Published on Tuesday, September 15, 2009

As many students struggle through current economic challenges, Western Technical College’s Parent Child Center in La Crosse offers optimism to those with young children.

Western recently received a grant for more than $150,000 to help provide on-campus child care services to low-income students.

“We are excited to be a part of this grant,” said Kim Herman, director of the Parent Child Center. “It will allow us to provide services to qualifying Western students on a sliding scale based on financial need.”

The Child Care Access Means Parents in School (CCAMPIS) grant is a four-year grant provided by the U.S. Department of Education. It will be divided into about $38,000 per year.

CCAMPIS was created to encourage student parents to finish school, and also to give low-income parents access to child care. According to Karen Gleason, director of Counseling Services, students who are provided with affordable child care are more often able to attend school and graduate.

A unique component of Western’s grant is that it also includes outreach efforts for children with special needs, specifically those with autism. The Parent Child Center staff will receive special training to provide care for children with autism.

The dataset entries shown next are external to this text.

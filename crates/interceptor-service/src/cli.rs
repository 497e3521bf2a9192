//! Command line arguments.

use clap::Parser;
use interceptor_api::ServiceConfig;

/// Pre-filter GitHub hook deliveries for trigger pipelines.
#[derive(Debug, Clone, PartialEq, Eq, Parser)]
#[command(name = "interceptor", version, about)]
pub struct Args {
    /// The port number the HTTP service listens on.
    #[arg(short, long, env = "INTERCEPTOR_PORT")]
    pub port: Option<u16>,

    /// Path to a YAML configuration file.
    #[arg(short, long, env = "INTERCEPTOR_CONFIG_FILE")]
    pub config: Option<String>,
}

impl Args {
    /// Apply command line values on top of file and environment configuration.
    pub fn apply_overrides(&self, config: &mut ServiceConfig) {
        if let Some(port) = self.port {
            config.server.port = port;
        }
    }
}

#[cfg(test)]
#[path = "cli_tests.rs"]
mod tests;
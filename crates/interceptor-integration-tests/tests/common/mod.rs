//! Common test utilities for interceptor-api integration tests
//!
//! This module provides:
//! - An app builder over the standard GitHub router
//! - Request builders for hook deliveries
//! - GitHub-shaped payload fixtures

use axum::{
    body::{to_bytes, Body},
    http::{Request, Response},
    Router,
};
use bytes::Bytes;
use interceptor_api::{create_router, AppState, ServiceConfig};
use interceptor_core::EventRouter;
use serde_json::{json, Value};
use tower::ServiceExt;

#[allow(dead_code)]
pub const HEAD_SHA: &str = "6a6bcddc365ca3a38c9055a603c9590a7fae7ca6";

// ============================================================================
// App construction
// ============================================================================

/// App with default configuration
#[allow(dead_code)]
pub fn create_test_app() -> Router {
    create_test_app_with(ServiceConfig::default())
}

pub fn create_test_app_with(config: ServiceConfig) -> Router {
    let router = EventRouter::github(&config.interception.options());
    create_router(AppState::new(config, router))
}

/// Send a single request through a fresh app and collect the response.
#[allow(dead_code)]
pub async fn send(app: Router, request: Request<Body>) -> (Response<Body>, Bytes) {
    let response = app.oneshot(request).await.unwrap();
    let (parts, body) = response.into_parts();
    let bytes = to_bytes(body, usize::MAX).await.unwrap();
    (Response::from_parts(parts, Body::empty()), bytes)
}

// ============================================================================
// Request builders
// ============================================================================

/// Builder for a POSTed hook delivery
pub struct Delivery {
    uri: String,
    headers: Vec<(String, String)>,
    body: Vec<u8>,
}

#[allow(dead_code)]
impl Delivery {
    pub fn new(event_type: &str) -> Self {
        Self {
            uri: "/".to_string(),
            headers: vec![
                ("Content-Type".to_string(), "application/json".to_string()),
                ("X-Github-Event".to_string(), event_type.to_string()),
            ],
            body: b"{}".to_vec(),
        }
    }

    pub fn uri(mut self, uri: &str) -> Self {
        self.uri = uri.to_string();
        self
    }

    pub fn header(mut self, name: &str, value: &str) -> Self {
        self.headers.push((name.to_string(), value.to_string()));
        self
    }

    pub fn json(mut self, body: &Value) -> Self {
        self.body = serde_json::to_vec(body).unwrap();
        self
    }

    pub fn raw(mut self, body: &[u8]) -> Self {
        self.body = body.to_vec();
        self
    }

    pub fn build(self) -> Request<Body> {
        let mut builder = Request::builder().method("POST").uri(self.uri);
        for (name, value) in self.headers {
            builder = builder.header(name, value);
        }
        builder.body(Body::from(self.body)).unwrap()
    }
}

// ============================================================================
// Payload fixtures
// ============================================================================

#[allow(dead_code)]
pub fn pull_request_payload(action: &str, repo: &str) -> Value {
    json!({
        "action": action,
        "number": 42,
        "pull_request": {
            "number": 42,
            "state": "open",
            "head": { "ref": "feature", "sha": HEAD_SHA },
            "base": { "ref": "main", "sha": "0000000000000000000000000000000000000000" }
        },
        "repository": { "full_name": repo, "private": false },
        "sender": { "login": "octocat" }
    })
}

#[allow(dead_code)]
pub fn push_payload(reference: &str, repo: &str) -> Value {
    json!({
        "ref": reference,
        "before": "0000000000000000000000000000000000000000",
        "after": "abc123456789abc123456789abc123456789abcd",
        "repository": { "full_name": repo },
        "commits": [
            { "id": "111111aaaaaa", "message": "first" },
            { "id": "abc123456789abc123456789abc123456789abcd", "message": "second" }
        ],
        "head_commit": { "id": "abc123456789abc123456789abc123456789abcd" },
        "pusher": { "name": "octocat" }
    })
}

/// Parse a response body and drop the `intercepted` key.
#[allow(dead_code)]
pub fn without_intercepted(body: &[u8]) -> Value {
    let mut value: Value = serde_json::from_slice(body).unwrap();
    value.as_object_mut().unwrap().remove("intercepted");
    value
}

“Statistics show that early intervention can lessen the impact of autism,” said Mary Wirkus-Pallaske, instructor for the Disability Support Specialist program and speech-language pathologist/instructor. “Providing support for young children with autism while giving our students the opportunity to explore each child’s unique learning style is mutually beneficial. Not only do the children and their families benefit, but our students will be better prepared to meet the needs in our community.”

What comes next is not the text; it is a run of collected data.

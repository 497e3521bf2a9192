//! Targeted patching of hook payloads.
//!
//! [`enrich`] sets the top-level `"intercepted"` key of a JSON object without
//! decoding the rest of the document into a typed model. Every other byte of
//! the body, keys and whitespace included, is copied through unchanged.

use bytes::Bytes;
use serde::de::{Deserialize, Deserializer, Error as _, MapAccess, Visitor};
use serde_json::{error::Category, value::RawValue};
use std::collections::BTreeMap;
use std::fmt;
use std::ops::Range;

/// Top-level key that receives the derived fields.
pub const INTERCEPTED_KEY: &str = "intercepted";

/// Failure while patching a payload.
#[derive(Debug, thiserror::Error)]
pub enum EnrichError {
    #[error("body is not valid JSON: {0}")]
    InvalidJson(#[source] serde_json::Error),

    #[error("body is not a JSON object")]
    NotAnObject,

    #[error("failed to encode intercepted fields: {0}")]
    Encode(#[source] serde_json::Error),
}

/// Top-level members of a JSON object in document order, values borrowed
/// from the body.
struct TopLevelEntries<'de>(Vec<(String, &'de RawValue)>);

impl<'de> Deserialize<'de> for TopLevelEntries<'de> {
    fn deserialize<D>(deserializer: D) -> Result<Self, D::Error>
    where
        D: Deserializer<'de>,
    {
        struct EntriesVisitor;

        impl<'de> Visitor<'de> for EntriesVisitor {
            type Value = TopLevelEntries<'de>;

            fn expecting(&self, f: &mut fmt::Formatter<'_>) -> fmt::Result {
                f.write_str("a JSON object")
            }

            fn visit_map<A>(self, mut map: A) -> Result<Self::Value, A::Error>
            where
                A: MapAccess<'de>,
            {
                let mut entries = Vec::with_capacity(map.size_hint().unwrap_or(0));
                while let Some(entry) = map.next_entry::<String, &'de RawValue>()? {
                    entries.push(entry);
                }
                Ok(TopLevelEntries(entries))
            }
        }

        deserializer.deserialize_map(EntriesVisitor)
    }
}

/// Set `"intercepted"` on `body` to an object holding exactly `fields`.
///
/// An existing `"intercepted"` value is overwritten in place and any later
/// duplicate member is removed; otherwise the member is inserted after the
/// last one. All other bytes, including whitespace and key escapes, are kept.
///
/// # Errors
///
/// Returns [`EnrichError::InvalidJson`] if `body` is not syntactically valid
/// JSON and [`EnrichError::NotAnObject`] if it is valid JSON of another type.
///
/// # Examples
///
/// ```rust
/// use interceptor_core::interception::enrich;
/// use std::collections::BTreeMap;
///
/// let fields = BTreeMap::from([("short_sha".to_string(), "abc123".to_string())]);
/// let body = enrich(br#"{"action":"opened"}"#, &fields).unwrap();
/// assert_eq!(&body[..], br#"{"action":"opened","intercepted":{"short_sha":"abc123"}}"#);
/// ```
pub fn enrich(body: &[u8], fields: &BTreeMap<String, String>) -> Result<Bytes, EnrichError> {
    let TopLevelEntries(entries) = serde_json::from_slice(body).map_err(|e| match e.classify() {
        Category::Data => EnrichError::NotAnObject,
        _ => EnrichError::InvalidJson(e),
    })?;

    let intercepted = serde_json::to_vec(fields).map_err(EnrichError::Encode)?;

    let mut out = Vec::with_capacity(body.len() + intercepted.len() + 16);
    // `copied` is the end of the last body range written to `out`; `member_end`
    // is the end of the previous member's value, or just past the opening brace.
    let mut copied = 0;
    let mut member_end = opening_brace_end(body);
    let mut replaced = false;

    for (key, value) in &entries {
        let span = value_span(body, value)?;
        if key == INTERCEPTED_KEY {
            if replaced {
                // Drop the duplicate member along with its leading comma.
                out.extend_from_slice(&body[copied..member_end]);
                copied = span.end;
            } else {
                out.extend_from_slice(&body[copied..span.start]);
                out.extend_from_slice(&intercepted);
                copied = span.end;
                replaced = true;
            }
        }
        member_end = span.end;
    }

    if !replaced {
        out.extend_from_slice(&body[copied..member_end]);
        if !entries.is_empty() {
            out.push(b',');
        }
        serde_json::to_writer(&mut out, INTERCEPTED_KEY).map_err(EnrichError::Encode)?;
        out.push(b':');
        out.extend_from_slice(&intercepted);
        copied = member_end;
    }

    out.extend_from_slice(&body[copied..]);
    Ok(Bytes::from(out))
}

/// Offset just past the `{` that opens the top-level object.
fn opening_brace_end(body: &[u8]) -> usize {
    body.iter()
        .position(|&b| !matches!(b, b' ' | b'\t' | b'\n' | b'\r'))
        .map_or(0, |start| start + 1)
}

/// Byte range of a borrowed raw value within `body`.
fn value_span(body: &[u8], value: &RawValue) -> Result<Range<usize>, EnrichError> {
    let raw = value.get().as_bytes();
    let start = (raw.as_ptr() as usize).wrapping_sub(body.as_ptr() as usize);
    let span = start..start.wrapping_add(raw.len());

    match body.get(span.clone()) {
        Some(slice) if std::ptr::eq(slice.as_ptr(), raw.as_ptr()) => Ok(span),
        _ => Err(EnrichError::InvalidJson(serde_json::Error::custom(
            "raw value is not borrowed from the body",
        ))),
    }
}

#[cfg(test)]
#[path = "enrich_tests.rs"]
mod tests;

When completing the grant application form, Western representatives obtained support from Chileda, Family Resources of La Crosse, and the La Crosse County Human Services Birth to Three Program to develop the plan for providing care to children with autism.

“Including the autism component in our plan really helped us secure the funding,” said Herman. “And, we couldn’t have done it without the help from these community organizations. They are as dedicated to the cause as we are.”

In addition, Western plans to offer a Special-Needs Child Care certificate program and incorporate a special-needs component to the existing Early Childhood Education associate’s degree.

“As important as it is for us to help our Western students who have children with special needs, it is equally important to give future child care providers exposure to children with autism,” said Shar Weibel, grant coordinator. “It’s difficult to find child care for children with special needs because providers may not have the training to help them succeed. Thanks to this grant, we can prepare the next generation of providers and offer training to current providers in the near future.”